» **PROBLEM STATEMENT**
The data beneath this task has to be reprinted character for character.

» **GIVEN RECORDS**
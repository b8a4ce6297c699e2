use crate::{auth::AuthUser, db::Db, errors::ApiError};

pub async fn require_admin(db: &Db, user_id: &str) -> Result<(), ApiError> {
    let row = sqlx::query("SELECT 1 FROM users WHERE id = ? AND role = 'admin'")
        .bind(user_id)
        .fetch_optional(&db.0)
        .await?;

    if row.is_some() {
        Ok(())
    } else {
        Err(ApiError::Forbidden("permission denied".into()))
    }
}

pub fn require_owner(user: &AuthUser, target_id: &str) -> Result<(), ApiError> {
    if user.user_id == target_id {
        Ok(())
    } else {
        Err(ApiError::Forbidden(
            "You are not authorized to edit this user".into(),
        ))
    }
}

» **EXERCISE OUTPUT**
repository b8a4ce6297c699e2
use crate::{auth::AuthUser, db::Db, errors::ApiError};

pub async fn require_admin(db: &Db, user_id: &str) -> Result<(), ApiError> {
    let row = sqlx::query("SELECT 1 FROM users WHERE id = ? AND role = 'admin'")
        .bind(user_id)
        .fetch_optional(&db.0)
        .await?;

    if row.is_some() {
        Ok(())
    } else {
        Err(ApiError::Forbidden("permission denied".into()))
    }
}

pub fn require_owner(user: &AuthUser, target_id: &str) -> Result<(), ApiError> {
    if user.user_id == target_id {
        Ok(())
    } else {
        Err(ApiError::Forbidden(
            "You are not authorized to edit this user".into(),
        ))
    }
}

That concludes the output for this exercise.